Il tennista altoatesino ha celebrato la biatleta azzurra, che ha terminato la sua carriera a Milano Cortina
Tra campioni ci si intende sempre: Jannik Sinner ha voluto celebrare Dorothea Wierer, la leggenda del biathlon che ha terminato la sua carriera a Milano Cortina 2026, con un messaggio sui social. L’Azzurro, finito nel mirino nelle ultime settimane dopo le sconfitte agli Australian Open e all’ATP 500 di Doha, ha prima commentato il post di Dorothea sulla fine della carriera con tre emoticon particolari (occhi a cuore, fiammi e applausi), e poi ha ricondiviso il messaggio nelle sue storie su Instagram.
“Che carriera, complimenti”, ha scritto il giocatore azzurro, che ha voluto omaggiare nel migliore dei modi l’atleta 35enne, che ha detto basta dopo una Olimpiade in casa e una carriera leggendaria.

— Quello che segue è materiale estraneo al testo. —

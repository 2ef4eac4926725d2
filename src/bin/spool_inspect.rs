//! spool_inspect - List snapshots held in an uplink spool database.
//!
//! Opens the spool read-only. Payloads are shown as metadata by default; `--decode`
//! decodes each body back into a snapshot, `--raw` dumps the body as hex.

use anyhow::{Context, Result};
use clap::Parser;
use serde_json::json;
use std::path::PathBuf;

use crowdwatch_edge::uplink::codec;
use crowdwatch_edge::uplink::{Spool, SpoolEntry, SqliteSpool};

#[derive(Parser, Debug)]
#[command(
    name = "spool_inspect",
    about = "List snapshots held in an uplink spool database"
)]
struct Args {
    /// Spool database path
    #[arg(
        env = "CROWDWATCH_SPOOL_PATH",
        value_name = "PATH",
        default_value = "crowdwatch_spool.db"
    )]
    path: PathBuf,

    /// One JSON object per line instead of a table
    #[arg(long)]
    json: bool,

    /// Decode payloads back into snapshots
    #[arg(long)]
    decode: bool,

    /// Include the raw payload as hex
    #[arg(long)]
    raw: bool,
}

fn main() -> Result<()> {
    env_logger::Builder::from_env(env_logger::Env::default().default_filter_or("warn")).init();
    let args = Args::parse();

    let spool = SqliteSpool::open_read_only(&args.path)?;
    let entries = spool
        .entries()
        .with_context(|| format!("read spool {}", args.path.display()))?;

    if !args.json {
        println!("{} spooled record(s) in {}", entries.len(), args.path.display());
    }
    for entry in &entries {
        if args.json {
            println!("{}", entry_json(entry, &args));
        } else {
            print_entry(entry, &args);
        }
    }
    Ok(())
}

fn entry_json(entry: &SpoolEntry, args: &Args) -> serde_json::Value {
    let mut value = json!({
        "seq": entry.seq,
        "source_id": entry.source_id,
        "attempts": entry.attempts,
        "reason": entry.reason.as_str(),
        "spooled_at_ms": entry.spooled_at_ms,
        "last_error": entry.last_error,
        "encoding": entry.encoding.as_str(),
        "payload_bytes": entry.payload.len(),
    });
    if args.decode {
        value["snapshot"] = match codec::decode(&entry.payload, entry.encoding) {
            Ok(snapshot) => json!(snapshot),
            Err(err) => json!({ "error": format!("{:#}", err) }),
        };
    }
    if args.raw {
        value["payload_hex"] = json!(hex::encode(&entry.payload));
    }
    value
}

fn print_entry(entry: &SpoolEntry, args: &Args) {
    println!(
        "seq={:<6} source={} reason={:<9} attempts={} at={} bytes={} {}",
        entry.seq,
        entry.source_id,
        entry.reason.as_str(),
        entry.attempts,
        entry.spooled_at_ms,
        entry.payload.len(),
        entry.last_error.as_deref().unwrap_or("")
    );
    if args.decode {
        match codec::decode(&entry.payload, entry.encoding) {
            Ok(snapshot) => println!(
                "    count={} density={} anomaly={} timestamp={}",
                snapshot.count,
                snapshot.density.as_str(),
                snapshot.anomaly,
                snapshot.timestamp
            ),
            Err(err) => println!("    undecodable: {:#}", err),
        }
    }
    if args.raw {
        println!("    {}", hex::encode(&entry.payload));
    }
}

I due si stimano molto: Dorothea in passato non aveva risparmiato elogi per l’Azzurro. “Lui è un atleta eccezionale, ha una grinta e ha una testa pazzesca. Credo che tanti vorrebbero essere come lui, uno che non molla mai, uno che vuole vincere sempre. E comunque è rimasto con i piedi per terra e questa è una bella cosa, non si monta la testa. La sua reazione alla vicenda che l’ha coinvolto? Non me l’aspettavo così forte – aveva detto a Sportal.it -, anche perché devi essere davvero tosto come carattere”.
La Wierer l’aveva anche difeso dopo il caso Clostebol in una intervista a Il Dolomiti: “Non riesco quasi a mettermi nei suoi panni, dev’essere veramente tutto assurdo, forse nemmeno la Wada ha le idee troppo chiare in questa vicenda… Chissà, magari un ruolo potrebbero averlo giocato anche le critiche arrivate da altri atleti e dalle polemiche mediatiche che sono nate su questa vicenda. Quello che so è che Jannik è un bravissimo ragazzo, un grande professionista e un grande atleta, sono sicura che come ha già dimostrato non ha nulla da nascondere”.
“Non avrei mai immaginato di ricevere così tanto affetto da parte delle persone che mi seguono e che seguono il biathlon – ha scritto Wierer dopo il ritiro -. Grazie a tutti i tifosi ho capito quanto sia importante essere se stessi, essere rispettosi e riuscire a trasmettere emozioni non solo tramite il risultato”.
“Grazie al biathlon ho conosciuto tante persone che sono diventate i miei amici, ho imparato quali sono i miei limiti, i miei pregi e i miei difetti, soprattutto quando sei sotto pressione. Ho fatto tante esperienze diverse che mi hanno fatto crescere e vedere le cose anche da altri punti di vista”.